*** Opening of Excerpted data ***

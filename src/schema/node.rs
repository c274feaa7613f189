//! The node record and position filters.

use crate::error::VelesError;
use crate::schema::fields::{expect_map, take_field, FromValue, IntoValue};
use crate::schema::value::Value;
use crate::types::{NodeID, TriggerState};
use num_bigint::BigInt;
use std::collections::{BTreeMap, BTreeSet};

/// Node: the single structural entity of the store
#[derive(Debug, Clone, PartialEq)]
pub struct Node {
    pub id: NodeID,
    /// Root id when the node is top-level
    pub parent: NodeID,
    pub pos_start: Option<BigInt>,
    pub pos_end: Option<BigInt>,
    pub tags: BTreeSet<String>,
    pub attr: BTreeMap<String, Value>,
    /// Keys present in the scalar data store
    pub data: BTreeSet<String>,
    /// Key to current byte length of each bindata stream
    pub bindata: BTreeMap<String, u64>,
    pub triggers: BTreeMap<String, TriggerState>,
}

impl Node {
    /// Empty node under `parent`.
    pub fn new(id: NodeID, parent: NodeID) -> Self {
        Node {
            id,
            parent,
            pos_start: None,
            pos_end: None,
            tags: BTreeSet::new(),
            attr: BTreeMap::new(),
            data: BTreeSet::new(),
            bindata: BTreeMap::new(),
            triggers: BTreeMap::new(),
        }
    }

    pub fn has_tags(&self, tags: &BTreeSet<String>) -> bool {
        tags.is_subset(&self.tags)
    }

    pub fn bindata_len(&self, key: &str) -> u64 {
        self.bindata.get(key).copied().unwrap_or(0)
    }
}

impl IntoValue for Node {
    fn into_value(self) -> Value {
        Value::map([
            ("id", self.id.into_value()),
            ("parent", self.parent.into_value()),
            ("pos_start", self.pos_start.into_value()),
            ("pos_end", self.pos_end.into_value()),
            ("tags", self.tags.into_value()),
            ("attr", self.attr.into_value()),
            ("data", self.data.into_value()),
            ("bindata", self.bindata.into_value()),
            ("triggers", self.triggers.into_value()),
        ])
    }
}

impl FromValue for Node {
    fn from_value(value: Value) -> Result<Self, VelesError> {
        let mut map = expect_map(value)?;
        Ok(Node {
            id: take_field(&mut map, "id")?,
            parent: take_field(&mut map, "parent")?,
            pos_start: take_field(&mut map, "pos_start")?,
            pos_end: take_field(&mut map, "pos_end")?,
            tags: take_field(&mut map, "tags")?,
            attr: take_field(&mut map, "attr")?,
            data: take_field(&mut map, "data")?,
            bindata: take_field(&mut map, "bindata")?,
            triggers: take_field(&mut map, "triggers")?,
        })
    }
}

/// Inclusive range predicate over a node's `pos_start` / `pos_end`
///
/// Missing bounds are unbounded. A node whose position field is unset never
/// satisfies a bound on that field.
#[derive(Debug, Clone, Default, PartialEq, Eq, Hash)]
pub struct PosFilter {
    pub start_from: Option<BigInt>,
    pub start_to: Option<BigInt>,
    pub end_from: Option<BigInt>,
    pub end_to: Option<BigInt>,
}

impl PosFilter {
    /// Filter accepting every node.
    pub fn all() -> Self {
        PosFilter::default()
    }

    /// Nodes whose `[pos_start, pos_end)` range intersects `[start, end)`.
    pub fn intersecting(start: BigInt, end: BigInt) -> Self {
        PosFilter {
            start_from: None,
            start_to: Some(end - 1),
            end_from: Some(start + 1),
            end_to: None,
        }
    }

    pub fn is_all(&self) -> bool {
        *self == PosFilter::default()
    }

    pub fn matches(&self, node: &Node) -> bool {
        fn at_least(value: &Option<BigInt>, bound: &Option<BigInt>) -> bool {
            match (value, bound) {
                (_, None) => true,
                (None, Some(_)) => false,
                (Some(v), Some(b)) => v >= b,
            }
        }
        fn at_most(value: &Option<BigInt>, bound: &Option<BigInt>) -> bool {
            match (value, bound) {
                (_, None) => true,
                (None, Some(_)) => false,
                (Some(v), Some(b)) => v <= b,
            }
        }
        at_least(&node.pos_start, &self.start_from)
            && at_most(&node.pos_start, &self.start_to)
            && at_least(&node.pos_end, &self.end_from)
            && at_most(&node.pos_end, &self.end_to)
    }
}

impl IntoValue for PosFilter {
    fn into_value(self) -> Value {
        Value::map([
            ("start_from", self.start_from.into_value()),
            ("start_to", self.start_to.into_value()),
            ("end_from", self.end_from.into_value()),
            ("end_to", self.end_to.into_value()),
        ])
    }
}

impl FromValue for PosFilter {
    fn from_value(value: Value) -> Result<Self, VelesError> {
        if value.is_nil() {
            return Ok(PosFilter::all());
        }
        let mut map = expect_map(value)?;
        Ok(PosFilter {
            start_from: take_field(&mut map, "start_from")?,
            start_to: take_field(&mut map, "start_to")?,
            end_from: take_field(&mut map, "end_from")?,
            end_to: take_field(&mut map, "end_to")?,
        })
    }

    fn from_missing(_field: &str) -> Result<Self, VelesError> {
        Ok(PosFilter::all())
    }
}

*** Close of Excerpted data ***

▶ [Work request]: The response should consist of all the entries, reproduced word for word.

▶ [Output for this exercise]:
filename src/schema/node.rs
repository c274feaa7613f189
//! The node record and position filters.

use crate::error::VelesError;
use crate::schema::fields::{expect_map, take_field, FromValue, IntoValue};
use crate::schema::value::Value;
use crate::types::{NodeID, TriggerState};
use num_bigint::BigInt;
use std::collections::{BTreeMap, BTreeSet};

/// Node: the single structural entity of the store
#[derive(Debug, Clone, PartialEq)]
pub struct Node {
    pub id: NodeID,
    /// Root id when the node is top-level
    pub parent: NodeID,
    pub pos_start: Option<BigInt>,
    pub pos_end: Option<BigInt>,
    pub tags: BTreeSet<String>,
    pub attr: BTreeMap<String, Value>,
    /// Keys present in the scalar data store
    pub data: BTreeSet<String>,
    /// Key to current byte length of each bindata stream
    pub bindata: BTreeMap<String, u64>,
    pub triggers: BTreeMap<String, TriggerState>,
}

impl Node {
    /// Empty node under `parent`.
    pub fn new(id: NodeID, parent: NodeID) -> Self {
        Node {
            id,
            parent,
            pos_start: None,
            pos_end: None,
            tags: BTreeSet::new(),
            attr: BTreeMap::new(),
            data: BTreeSet::new(),
            bindata: BTreeMap::new(),
            triggers: BTreeMap::new(),
        }
    }

    pub fn has_tags(&self, tags: &BTreeSet<String>) -> bool {
        tags.is_subset(&self.tags)
    }

    pub fn bindata_len(&self, key: &str) -> u64 {
        self.bindata.get(key).copied().unwrap_or(0)
    }
}

impl IntoValue for Node {
    fn into_value(self) -> Value {
        Value::map([
            ("id", self.id.into_value()),
            ("parent", self.parent.into_value()),
            ("pos_start", self.pos_start.into_value()),
            ("pos_end", self.pos_end.into_value()),
            ("tags", self.tags.into_value()),
            ("attr", self.attr.into_value()),
            ("data", self.data.into_value()),
            ("bindata", self.bindata.into_value()),
            ("triggers", self.triggers.into_value()),
        ])
    }
}

impl FromValue for Node {
    fn from_value(value: Value) -> Result<Self, VelesError> {
        let mut map = expect_map(value)?;
        Ok(Node {
            id: take_field(&mut map, "id")?,
            parent: take_field(&mut map, "parent")?,
            pos_start: take_field(&mut map, "pos_start")?,
            pos_end: take_field(&mut map, "pos_end")?,
            tags: take_field(&mut map, "tags")?,
            attr: take_field(&mut map, "attr")?,
            data: take_field(&mut map, "data")?,
            bindata: take_field(&mut map, "bindata")?,
            triggers: take_field(&mut map, "triggers")?,
        })
    }
}

/// Inclusive range predicate over a node's `pos_start` / `pos_end`
///
/// Missing bounds are unbounded. A node whose position field is unset never
/// satisfies a bound on that field.
#[derive(Debug, Clone, Default, PartialEq, Eq, Hash)]
pub struct PosFilter {
    pub start_from: Option<BigInt>,
    pub start_to: Option<BigInt>,
    pub end_from: Option<BigInt>,
    pub end_to: Option<BigInt>,
}

impl PosFilter {
    /// Filter accepting every node.
    pub fn all() -> Self {
        PosFilter::default()
    }

    /// Nodes whose `[pos_start, pos_end)` range intersects `[start, end)`.
    pub fn intersecting(start: BigInt, end: BigInt) -> Self {
        PosFilter {
            start_from: None,
            start_to: Some(end - 1),
            end_from: Some(start + 1),
            end_to: None,
        }
    }

    pub fn is_all(&self) -> bool {
        *self == PosFilter::default()
    }

    pub fn matches(&self, node: &Node) -> bool {
        fn at_least(value: &Option<BigInt>, bound: &Option<BigInt>) -> bool {
            match (value, bound) {
                (_, None) => true,
                (None, Some(_)) => false,
                (Some(v), Some(b)) => v >= b,
            }
        }
        fn at_most(value: &Option<BigInt>, bound: &Option<BigInt>) -> bool {
            match (value, bound) {
                (_, None) => true,
                (None, Some(_)) => false,
                (Some(v), Some(b)) => v <= b,
            }
        }
        at_least(&node.pos_start, &self.start_from)
            && at_most(&node.pos_start, &self.start_to)
            && at_least(&node.pos_end, &self.end_from)
            && at_most(&node.pos_end, &self.end_to)
    }
}

impl IntoValue for PosFilter {
    fn into_value(self) -> Value {
        Value::map([
            ("start_from", self.start_from.into_value()),
            ("start_to", self.start_to.into_value()),
            ("end_from", self.end_from.into_value()),
            ("end_to", self.end_to.into_value()),
        ])
    }
}

impl FromValue for PosFilter {
    fn from_value(value: Value) -> Result<Self, VelesError> {
        if value.is_nil() {
            return Ok(PosFilter::all());
        }
        let mut map = expect_map(value)?;
        Ok(PosFilter {
            start_from: take_field(&mut map, "start_from")?,
            start_to: take_field(&mut map, "start_to")?,
            end_from: take_field(&mut map, "end_from")?,
            end_to: take_field(&mut map, "end_to")?,
        })
    }

    fn from_missing(_field: &str) -> Result<Self, VelesError> {
        Ok(PosFilter::all())
    }
}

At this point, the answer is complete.